"There's really no 'you.'"
"Can you wash your hair, please? What do you mean?"
"I don't touch the tub. My foot touches the tub, or my hand touches the tub. 'You' is just a bunch of parts."
"........"
It is not surprising that Alison Goldfrapp "started out as lead singer of various punk and goth bands." At Roseland, on Wednesday, she was more goth than disco. Odd, this. Her band transmits DISCO signals. They entered the stage to a massive old disco tune and they, you know, make disco records. But Alison has witch vibes. Strong, aspirate tone in her "normal" midrange, accurate pitch when she goes up for the theremin wails. But: she doesn't move. She's in a dance band. And there she is, not moving.

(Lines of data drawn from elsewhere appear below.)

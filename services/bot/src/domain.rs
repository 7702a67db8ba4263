use chrono::{DateTime, Utc};
use serde::{Deserialize, Serialize};
use shared::{Asset, Cents};

/// Chat-platform user id, opaque to us.
pub type UserId = i64;

#[derive(Debug, Clone, Serialize, Deserialize, sqlx::FromRow)]
pub struct User {
    pub id: UserId,
    pub display_name: String,
    pub balance: Cents,
    pub games_played: i64,
    pub total_wagered: Cents,
    pub total_won: Cents,
    pub total_deposited: Cents,
    pub total_withdrawn: Cents,
    pub current_win_streak: i64,
    pub max_win_streak: i64,
    pub biggest_win: Cents,
    pub referral_code: Option<String>,
    pub referred_by: Option<UserId>,
    pub last_bonus_claim: Option<DateTime<Utc>>,
    pub banned: bool,
    pub created_at: DateTime<Utc>,
    pub last_active: DateTime<Utc>,
}

/// Ledger transaction kind; one row per balance-changing event.
#[derive(Debug, Clone, Copy, PartialEq, Eq, Serialize, Deserialize, sqlx::Type)]
#[serde(rename_all = "snake_case")]
#[sqlx(rename_all = "snake_case")]
pub enum TxKind {
    Deposit,
    Withdrawal,
    Bet,
    Win,
    Bonus,
    ReferralCommission,
    AdminAdjust,
    HouseOperation,
    Refund,
}

#[derive(Debug, Clone, Copy, PartialEq, Eq, Serialize, Deserialize, sqlx::Type)]
#[serde(rename_all = "snake_case")]
#[sqlx(rename_all = "snake_case")]
pub enum TxStatus {
    Pending,
    Completed,
    Failed,
    Cancelled,
}

/// Append-only ledger row. `amount` is signed: positive credits the user.
#[derive(Debug, Clone, Serialize, Deserialize, sqlx::FromRow)]
pub struct LedgerTx {
    pub id: String,
    pub user_id: UserId,
    pub kind: TxKind,
    pub subkind: String,
    pub amount: Cents,
    pub crypto_asset: Option<Asset>,
    pub crypto_amount: Option<f64>,
    pub exchange_rate: Option<f64>,
    pub fee: Option<Cents>,
    pub balance_before: Cents,
    pub balance_after: Cents,
    pub reference_id: Option<String>,
    pub game_session_id: Option<String>,
    pub status: TxStatus,
    pub description: String,
    pub created_at: DateTime<Utc>,
    pub confirmed_at: Option<DateTime<Utc>>,
}

/// Optional metadata attached to a ledger operation.
#[derive(Debug, Clone, Default)]
pub struct TxMeta {
    pub crypto_asset: Option<Asset>,
    pub crypto_amount: Option<f64>,
    pub exchange_rate: Option<f64>,
    pub fee: Option<Cents>,
    /// External id; unique-indexed, duplicate inserts collapse to the
    /// original row (webhook idempotency).
    pub reference_id: Option<String>,
    pub game_session_id: Option<String>,
    pub description: String,
}

impl TxMeta {
    pub fn described(description: impl Into<String>) -> Self {
        Self {
            description: description.into(),
            ..Self::default()
        }
    }

    pub fn with_reference(mut self, reference_id: impl Into<String>) -> Self {
        self.reference_id = Some(reference_id.into());
        self
    }
}

/// Emitted after a ledger transaction commits; never on rollback.
#[derive(Debug, Clone)]
pub struct LedgerEvent {
    pub tx_id: String,
    pub user_id: UserId,
    pub kind: TxKind,
    pub amount: Cents,
    pub fee: Option<Cents>,
    pub balance_after: Cents,
}

#[derive(Debug, Clone, Copy, PartialEq, Eq, Hash, Serialize, Deserialize, sqlx::Type)]
pub enum GameKind {
    #[serde(rename = "slots")]
    #[sqlx(rename = "slots")]
    Slots,
    #[serde(rename = "dice")]
    #[sqlx(rename = "dice")]
    Dice,
    #[serde(rename = "blackjack")]
    #[sqlx(rename = "blackjack")]
    Blackjack,
    #[serde(rename = "coinflip")]
    #[sqlx(rename = "coinflip")]
    Coinflip,
    #[serde(rename = "dice-predict")]
    #[sqlx(rename = "dice-predict")]
    DicePredict,
    #[serde(rename = "basketball-predict")]
    #[sqlx(rename = "basketball-predict")]
    BasketballPredict,
    #[serde(rename = "soccer-predict")]
    #[sqlx(rename = "soccer-predict")]
    SoccerPredict,
    #[serde(rename = "bowling-predict")]
    #[sqlx(rename = "bowling-predict")]
    BowlingPredict,
    #[serde(rename = "darts-predict")]
    #[sqlx(rename = "darts-predict")]
    DartsPredict,
    #[serde(rename = "basketball-1v1")]
    #[sqlx(rename = "basketball-1v1")]
    Basketball1v1,
    #[serde(rename = "dice-1v1")]
    #[sqlx(rename = "dice-1v1")]
    Dice1v1,
}

impl GameKind {
    pub fn as_str(&self) -> &'static str {
        match self {
            GameKind::Slots => "slots",
            GameKind::Dice => "dice",
            GameKind::Blackjack => "blackjack",
            GameKind::Coinflip => "coinflip",
            GameKind::DicePredict => "dice-predict",
            GameKind::BasketballPredict => "basketball-predict",
            GameKind::SoccerPredict => "soccer-predict",
            GameKind::BowlingPredict => "bowling-predict",
            GameKind::DartsPredict => "darts-predict",
            GameKind::Basketball1v1 => "basketball-1v1",
            GameKind::Dice1v1 => "dice-1v1",
        }
    }
}

impl std::fmt::Display for GameKind {
    fn fmt(&self, f: &mut std::fmt::Formatter<'_>) -> std::fmt::Result {
        f.write_str(self.as_str())
    }
}

#[derive(Debug, Clone, Copy, PartialEq, Eq, Serialize, Deserialize, sqlx::Type)]
#[serde(rename_all = "snake_case")]
#[sqlx(rename_all = "snake_case")]
pub enum ResultLabel {
    Win,
    Loss,
    Tie,
    Partial,
}

/// Settled game round. Created after the bet debit, closed before the win
/// credit, inside one ledger transaction group.
#[derive(Debug, Clone, Serialize, Deserialize, sqlx::FromRow)]
pub struct GameSession {
    pub id: String,
    pub user_id: UserId,
    pub game_kind: GameKind,
    pub variant: Option<String>,
    pub bet_amount: Cents,
    pub win_amount: Cents,
    pub net_result: Cents,
    pub multiplier_bps: i64,
    /// Structured selections/outcome/animation payload, JSON-encoded.
    pub game_data: String,
    pub result_label: ResultLabel,
    pub created_at: DateTime<Utc>,
}

/// Input to the ledger when settling a game.
#[derive(Debug, Clone)]
pub struct NewGameSession {
    pub game_kind: GameKind,
    pub variant: Option<String>,
    pub bet_amount: Cents,
    pub win_amount: Cents,
    pub multiplier_bps: i64,
    pub game_data: serde_json::Value,
    pub result_label: ResultLabel,
}

#[derive(Debug, Clone, Copy, PartialEq, Eq, Serialize, Deserialize, sqlx::Type)]
#[serde(rename_all = "snake_case")]
#[sqlx(rename_all = "snake_case")]
pub enum DepositState {
    Quoted,
    AwaitingPayment,
    Paid,
    Expired,
    Failed,
}

#[derive(Debug, Clone, Serialize, Deserialize, sqlx::FromRow)]
pub struct Deposit {
    pub id: String,
    pub user_id: UserId,
    pub asset: Asset,
    pub crypto_amount: f64,
    pub fiat_amount: Cents,
    pub rate_at_quote: f64,
    pub invoice_id: String,
    pub pay_url: String,
    pub state: DepositState,
    pub created_at: DateTime<Utc>,
    pub expires_at: DateTime<Utc>,
    pub confirmed_at: Option<DateTime<Utc>>,
}

#[derive(Debug, Clone, Copy, PartialEq, Eq, Serialize, Deserialize, sqlx::Type)]
#[serde(rename_all = "snake_case")]
#[sqlx(rename_all = "snake_case")]
pub enum WithdrawalState {
    Pending,
    Dispatching,
    Dispatched,
    Confirmed,
    Failed,
}

#[derive(Debug, Clone, Serialize, Deserialize, sqlx::FromRow)]
pub struct Withdrawal {
    pub id: String,
    pub user_id: UserId,
    pub asset: Asset,
    pub fiat_amount: Cents,
    pub fee: Cents,
    pub net_fiat: Cents,
    pub net_crypto: f64,
    pub destination_address: String,
    pub rate_at_request: f64,
    /// Provider idempotency key, fixed at request time (demo mode included).
    pub spend_id: String,
    pub state: WithdrawalState,
    pub tx_hash: Option<String>,
    pub error_reason: Option<String>,
    pub created_at: DateTime<Utc>,
    pub dispatched_at: Option<DateTime<Utc>>,
    pub confirmed_at: Option<DateTime<Utc>>,
}

/// The single house bookkeeping row; mirrors every player-facing flow.
#[derive(Debug, Clone, Serialize, Deserialize, sqlx::FromRow)]
pub struct HouseAggregate {
    pub balance: Cents,
    pub total_player_losses: Cents,
    pub total_player_wins: Cents,
    pub total_deposits: Cents,
    pub total_withdrawals: Cents,
    pub total_fees_collected: Cents,
    pub total_bonuses_paid: Cents,
    pub games_played_today: i64,
    pub revenue_today: Cents,
    pub profit_today: Cents,
    pub last_updated: DateTime<Utc>,
    pub last_daily_reset: DateTime<Utc>,
}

It doesn't matter that she wore a red jumpsuit/parachute truss/thing-only-famous-people-wear, showing lots of skinny leg and looking all cocaine Diana Ross. She rarely responded, visibly, to the beat. Not disco.
But! Then! All that Not Moving made sense because four skinny women in bikinis, wearing wolf? bear? masks, came out and did a choreographed dance to one of the big singles. It worked. If you don't know what to do on stage, invite the Four Hot Animal Ladies to join you. If it costs $5000, don't worry. (I didn't see opening act Teddy Bears, but their online presence makes me think there may be a connection there. Couldn't find any web pictures of the show.)
POSTSCRIPT: Joshua writes: "Knowing NOTHING but the name of the new album, I'm gonna guess Alison took the stage to the strains of "Supernature," by Cerrone, c. 1977? (also featuring humans with animal heads, as I recall)." Yes. That's what it was. Bad enough I couldn't ID it. It gets worse: the reissue of "Supernature 3," and three other Cerrone albums, are sitting about a foot from me. The gears grind slowly to a halt....
"Sorry I'm home late. I had to fix some of the words in my article."
"Which words?"
"Oh, lots of words."
"Was one of them 'butt'?"
"No, but it should have been."
"Yeah. 'The exclusive butt went on a remarkable journey.'"
"I should have said that. What other words should have been in my piece?"
"'Powerful' and 'boxing.'"
I am not often in my old neighborhood. Perhaps being mind-controlled by Time Out New York, I went to Fort Greene a month ago and took some pictures of my block. Unlike most of "my" New York, it is largely unchanged. (This is a somewhat meaningless distinction; commercial real estate turns over because it is commercial. Residential blocks tend to look the same, though not all do.) Here is the house itself, the view from the house, and the entrance to the park, which is the only part of Fort Greene I ever dream about.
The block I lived on thirty years ago has been named the best block in New York by Time Out. (Unless I am mistaken, our old house is pictured, furthest on the left—25 South Portland.) After living in this house and on this block—with plane treees that didn't move when it rained; a long, curved, dimpled bannister; stray cats who ate gerbils; and a girl who called me a punk at a street fair when I dressed, with full facial make-up, as Ace Frehley—we moved to another house in Fort Greene at 232 Carlton Street, located between DeKalb and Willoughby. In 1981, we moved to the Eagle Warehouse, on the edge of Brooklyn Heights. In 1990, I moved to Manhattan.
I wish this movie were longer, right now.
British readers or Anglophiles with inside information—please explain this coconuts nonsense. Couldn't photos of Janet's abs be considered "unfair advantage"? How about James Blunt's apparently irresistible face? OutKast's wanton use of lenticular photos? What is the real beef between Beck and England?
Perhaps the following is a residual perception from the recent back and forth about CD mastering: this excellent album of recordings from the 1970s demonstrates how sounds and production values shift position over time, moving from group to group, section to section, purpose to purpose. While not mega-platinum, Little Feat were putatively a pop group in the 1970s. Now, you would only hear such drum sounds and flat recording style on an indie record, a fairly knowing one, or an alt country recording. Possibly a good one, though likely not as good as Little Feat.
Julianne pointed out that my anniversary count is off. Before Abe Burmeister formed his one-man Bloggers Without Borders, donating server space and Movable Type software to writers (see Jessica Hopper, Joshua Clover and Philip Sherburne, all receipients of Abe's charity and members of the abstractdynamics.org family), I was poking along with a blogspot spot, named after a book I never wrote. Lame!